> **EXERCISE DETAILS**
For the listing below, output exactly the lines from the line with "performed since construction" up to and including the line with "where it is.", and no other lines.
========================
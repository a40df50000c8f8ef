//
// index_cache.rs
//
// Short-lived cache of the merged definition tree
//

use std::sync::atomic::{AtomicUsize, Ordering};
use std::sync::{Arc, Mutex};
use std::time::Instant;

use rayon::prelude::*;

use crate::config::IndexConfig;
use crate::definition::{Definition, DefinitionKind};
use crate::discovery::{list_interface_files, resolve_search_paths, Project};
use crate::interface_parser::InterfaceParser;
use crate::scope::{implicit_module_name, open_modules_with_default};

/// Source buffer a completion request comes from
#[derive(Debug, Clone)]
pub struct BufferContext {
    pub text: String,
    /// File name only, e.g. `main.ml`
    pub file_name: String,
}

impl BufferContext {
    pub fn new(text: impl Into<String>, file_name: impl Into<String>) -> Self {
        Self {
            text: text.into(),
            file_name: file_name.into(),
        }
    }
}

#[derive(Debug)]
struct CacheEntry {
    identity: String,
    root: Arc<Definition>,
    built_at: Instant,
}

/// Single-slot cache of the aggregated index for one project.
///
/// Completion asks for the index on every keystroke. A built tree is reused
/// for the configured window as long as the same project asks for it;
/// anything else triggers a full rebuild that replaces the slot.
pub struct IndexCache {
    slot: Mutex<Option<CacheEntry>>,
    parser: Arc<InterfaceParser>,
    config: IndexConfig,
    builds: AtomicUsize,
}

impl IndexCache {
    pub fn new(config: IndexConfig) -> Self {
        let parser = Arc::new(InterfaceParser::with_capacity(config.memo_capacity));
        Self::with_parser(config, parser)
    }

    /// Cache sharing an existing parser (and its memo) with other users such
    /// as a background warm-up job
    pub fn with_parser(config: IndexConfig, parser: Arc<InterfaceParser>) -> Self {
        Self {
            slot: Mutex::new(None),
            parser,
            config,
            builds: AtomicUsize::new(0),
        }
    }

    pub fn parser(&self) -> &Arc<InterfaceParser> {
        &self.parser
    }

    pub fn config(&self) -> &IndexConfig {
        &self.config
    }

    /// Return the index for `project`, rebuilding it when the cached one is
    /// older than the window or belongs to another project.
    ///
    /// With a buffer, the members of every module in the buffer's scope are
    /// also promoted to the root. The buffer does not take part in cache
    /// validity: a hit returns the tree built for whichever buffer asked first.
    pub fn get_or_build(&self, project: &Project, buffer: Option<&BufferContext>) -> Arc<Definition> {
        if let Some(root) = self.lookup(project) {
            log::trace!("Index cache hit for {}", project.identity);
            return root;
        }

        // The slot lock is not held while building; concurrent builders
        // each produce a tree and the last one to finish owns the slot.
        let start = Instant::now();
        let root = Arc::new(self.build(project, buffer));
        self.builds.fetch_add(1, Ordering::SeqCst);
        log::info!(
            "Built index for {}: {} top-level entries in {:?}",
            project.identity,
            root.len(),
            start.elapsed()
        );

        if let Ok(mut guard) = self.slot.lock() {
            *guard = Some(CacheEntry {
                identity: project.identity.clone(),
                root: root.clone(),
                built_at: Instant::now(),
            });
        }
        root
    }

    fn lookup(&self, project: &Project) -> Option<Arc<Definition>> {
        let guard = self.slot.lock().ok()?;
        let entry = guard.as_ref()?;
        if entry.identity == project.identity
            && entry.built_at.elapsed() < self.config.cache_window()
        {
            Some(entry.root.clone())
        } else {
            None
        }
    }

    fn build(&self, project: &Project, buffer: Option<&BufferContext>) -> Definition {
        let mut root = Definition::aggregation_root();
        let ext = self.config.interface_extension.as_str();

        for dir in resolve_search_paths(project) {
            let mut files = match list_interface_files(&dir, ext) {
                Ok(files) => files,
                Err(e) => {
                    log::trace!("Skipping search directory: {}", e);
                    continue;
                }
            };
            files.sort_by(|a, b| a.file_name().cmp(&b.file_name()));

            // `collect` on an indexed parallel iterator keeps input order
            let modules: Vec<Definition> = if self.config.parallel_parsing {
                files
                    .par_iter()
                    .map(|path| self.parser.parse_or_empty(path))
                    .collect()
            } else {
                files
                    .iter()
                    .map(|path| self.parser.parse_or_empty(path))
                    .collect()
            };
            for module in modules {
                root.add_child(module);
            }
        }

        if let Some(buffer) = buffer {
            let implicit = implicit_module_name(&buffer.file_name);
            let open = open_modules_with_default(
                &buffer.text,
                implicit.as_deref(),
                &self.config.default_open_module,
            );
            for name in &open {
                promote_module(&mut root, name);
            }
        }

        root
    }

    /// Drop the cached tree so the next request rebuilds
    pub fn invalidate(&self) {
        if let Ok(mut guard) = self.slot.lock() {
            *guard = None;
        }
    }

    /// When the cached tree was stored, if there is one
    pub fn last_built(&self) -> Option<Instant> {
        self.slot
            .lock()
            .ok()
            .and_then(|g| g.as_ref().map(|e| e.built_at))
    }

    /// Number of full builds performed since construction
    pub fn build_count(&self) -> usize {
        self.builds.load(Ordering::SeqCst)
    }
}

/// Append the children of the first root module named `name` to the root.
/// The module itself stays where it is.
fn promote_module(root: &mut Definition, name: &str) {
    let Some(module) = root.find(name, DefinitionKind::Module) else {
        log::trace!("Open module {} not found in index", name);
        return;
    };
    let members = module.children().to_vec();
    for member in members {
        root.add_child(member);
    }
}

#[cfg(test)]
mod tests {
    use super::*;
    use std::fs;
    use std::path::Path;
    use std::time::Duration;
    use tempfile::TempDir;

    fn write(dir: &Path, name: &str, content: &str) {
        fs::write(dir.join(name), content).unwrap();
    }

    fn config_with_window(ms: u64) -> IndexConfig {
        IndexConfig {
            cache_window_ms: ms,
            ..IndexConfig::default()
        }
    }

    fn names(def: &Definition) -> Vec<&str> {
        def.children().iter().map(|c| c.name()).collect()
    }

    #[test]
    fn test_build_merges_directories_in_order() {
        let dir = TempDir::new().unwrap();
        let lib = dir.path().join("lib");
        fs::create_dir(&lib).unwrap();
        write(dir.path(), "zeta.mli", "val z : int\n");
        write(dir.path(), "alpha.mli", "val a : int\n");
        write(&lib, "beta.mli", "val b : int\n");
        write(&lib, "impl.ml", "let x = 1\n");

        let project = Project::new(dir.path()).with_search_paths(["lib", ".", "missing"]);
        let cache = IndexCache::new(IndexConfig::default());
        let root = cache.get_or_build(&project, None);
        assert_eq!(names(&root), vec!["Beta", "Alpha", "Zeta"]);
        assert_eq!(root.name(), "");
    }

    #[test]
    fn test_idempotent_within_window() {
        let dir = TempDir::new().unwrap();
        write(dir.path(), "list.mli", "val map : ('a -> 'b) -> 'a list -> 'b list\n");
        let project = Project::new(dir.path());
        let cache = IndexCache::new(config_with_window(60_000));

        let first = cache.get_or_build(&project, None);
        let built_at = cache.last_built();
        let parses = cache.parser().parse_count();
        let second = cache.get_or_build(&project, None);

        assert!(Arc::ptr_eq(&first, &second));
        assert_eq!(cache.parser().parse_count(), parses);
        assert_eq!(cache.build_count(), 1);
        assert_eq!(cache.last_built(), built_at);
    }

    #[test]
    fn test_rebuild_after_window() {
        let dir = TempDir::new().unwrap();
        write(dir.path(), "list.mli", "val length : 'a list -> int\n");
        let project = Project::new(dir.path());
        let cache = IndexCache::new(config_with_window(20));

        let first = cache.get_or_build(&project, None);
        let first_built = cache.last_built().unwrap();
        std::thread::sleep(Duration::from_millis(40));
        let second = cache.get_or_build(&project, None);

        assert!(!Arc::ptr_eq(&first, &second));
        assert!(cache.last_built().unwrap() > first_built);
        assert_eq!(cache.build_count(), 2);
        assert_eq!(*first, *second);
    }

    #[test]
    fn test_other_project_evicts() {
        let a = TempDir::new().unwrap();
        let b = TempDir::new().unwrap();
        write(a.path(), "a.mli", "val a : int\n");
        write(b.path(), "b.mli", "val b : int\n");
        let pa = Project::new(a.path()).with_identity("a");
        let pb = Project::new(b.path()).with_identity("b");
        let cache = IndexCache::new(config_with_window(60_000));

        let first = cache.get_or_build(&pa, None);
        assert_eq!(names(&cache.get_or_build(&pb, None)), vec!["B"]);
        let again = cache.get_or_build(&pa, None);
        assert!(!Arc::ptr_eq(&first, &again));
        assert_eq!(cache.build_count(), 3);
    }

    #[test]
    fn test_invalidate_forces_rebuild() {
        let dir = TempDir::new().unwrap();
        write(dir.path(), "a.mli", "val a : int\n");
        let project = Project::new(dir.path());
        let cache = IndexCache::new(config_with_window(60_000));

        cache.get_or_build(&project, None);
        cache.invalidate();
        assert!(cache.last_built().is_none());
        cache.get_or_build(&project, None);
        assert_eq!(cache.build_count(), 2);
    }

    #[test]
    fn test_open_modules_are_promoted() {
        let dir = TempDir::new().unwrap();
        write(
            dir.path(),
            "list.mli",
            "val map : ('a -> 'b) -> 'a list -> 'b list\nval filter : ('a -> bool) -> 'a list -> 'a list\n",
        );
        write(dir.path(), "array.mli", "val make : int -> 'a -> 'a array\n");
        write(dir.path(), "pervasives.mli", "val print_string : string -> unit\n");
        let project = Project::new(dir.path());
        let cache = IndexCache::new(IndexConfig::default());

        let buffer = BufferContext::new("open List\nlet () = ()\n", "main.ml");
        let root = cache.get_or_build(&project, Some(&buffer));

        assert!(root.find("List", DefinitionKind::Module).is_some());
        assert!(root.find("map", DefinitionKind::Value).is_some());
        assert!(root.find("filter", DefinitionKind::Value).is_some());
        assert!(root.find("print_string", DefinitionKind::Value).is_some());
        assert!(root.find("make", DefinitionKind::Value).is_none());
        assert_eq!(root.find("List", DefinitionKind::Module).unwrap().len(), 2);
    }

    #[test]
    fn test_implicit_module_is_promoted() {
        let dir = TempDir::new().unwrap();
        write(dir.path(), "main.mli", "val run : unit -> unit\n");
        let project = Project::new(dir.path());
        let cache = IndexCache::new(IndexConfig {
            default_open_module: "Stdlib".to_string(),
            ..IndexConfig::default()
        });

        let root = cache.get_or_build(&project, Some(&BufferContext::new("", "main.ml")));
        assert_eq!(names(&root), vec!["Main", "run"]);
    }

    #[test]
    fn test_promotion_uses_first_module_and_allows_collisions() {
        let dir = TempDir::new().unwrap();
        let second = dir.path().join("second");
        fs::create_dir(&second).unwrap();
        write(dir.path(), "dup.mli", "val first : int\n");
        write(&second, "dup.mli", "val second : int\n");
        write(dir.path(), "other.mli", "val first : string\n");
        let project = Project::new(dir.path()).with_search_paths([".", "second"]);
        let cache = IndexCache::new(IndexConfig::default());

        let buffer = BufferContext::new("open Dup\nopen Other\n", "x.ml");
        let root = cache.get_or_build(&project, Some(&buffer));
        assert!(root.find("second", DefinitionKind::Value).is_none());
        let firsts = root
            .children()
            .iter()
            .filter(|c| c.name() == "first")
            .count();
        assert_eq!(firsts, 2);
    }

    #[test]
    fn test_malformed_file_becomes_empty_module() {
        let dir = TempDir::new().unwrap();
        for i in 0..10 {
            let content = if i == 3 {
                "val broken : int\n(* never closed\n".to_string()
            } else {
                format!("val v{} : int\ntype t{} = A | B\n", i, i)
            };
            write(dir.path(), &format!("mod{:02}.mli", i), &content);
        }
        let project = Project::new(dir.path());
        let cache = IndexCache::new(IndexConfig::default());
        let root = cache.get_or_build(&project, None);

        assert_eq!(root.len(), 10);
        let broken = &root.children()[3];
        assert_eq!(broken.name(), "Mod03");
        assert!(broken.is_empty());
        let full = root.children().iter().filter(|m| m.len() == 2).count();
        assert_eq!(full, 9);
    }

    #[test]
    fn test_sequential_parsing_matches_parallel() {
        let dir = TempDir::new().unwrap();
        for i in 0..20 {
            write(dir.path(), &format!("m{:02}.mli", i), &format!("val x{} : int\n", i));
        }
        let project = Project::new(dir.path());
        let parallel = IndexCache::new(IndexConfig::default()).get_or_build(&project, None);
        let sequential = IndexCache::new(IndexConfig {
            parallel_parsing: false,
            ..IndexConfig::default()
        })
        .get_or_build(&project, None);
        assert_eq!(*parallel, *sequential);
    }

    #[test]
    fn test_unresolvable_project_builds_empty_root() {
        let dir = TempDir::new().unwrap();
        let project = Project::new(dir.path().join("gone")).with_search_paths(["nowhere"]);
        let cache = IndexCache::new(IndexConfig::default());
        assert!(cache.get_or_build(&project, None).is_empty());
    }
}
========================
> **RESPONSE**
    /// Number of full builds performed since construction
    pub fn build_count(&self) -> usize {
        self.builds.load(Ordering::SeqCst)
    }
}

/// Append the children of the first root module named `name` to the root.
/// The module itself stays where it is.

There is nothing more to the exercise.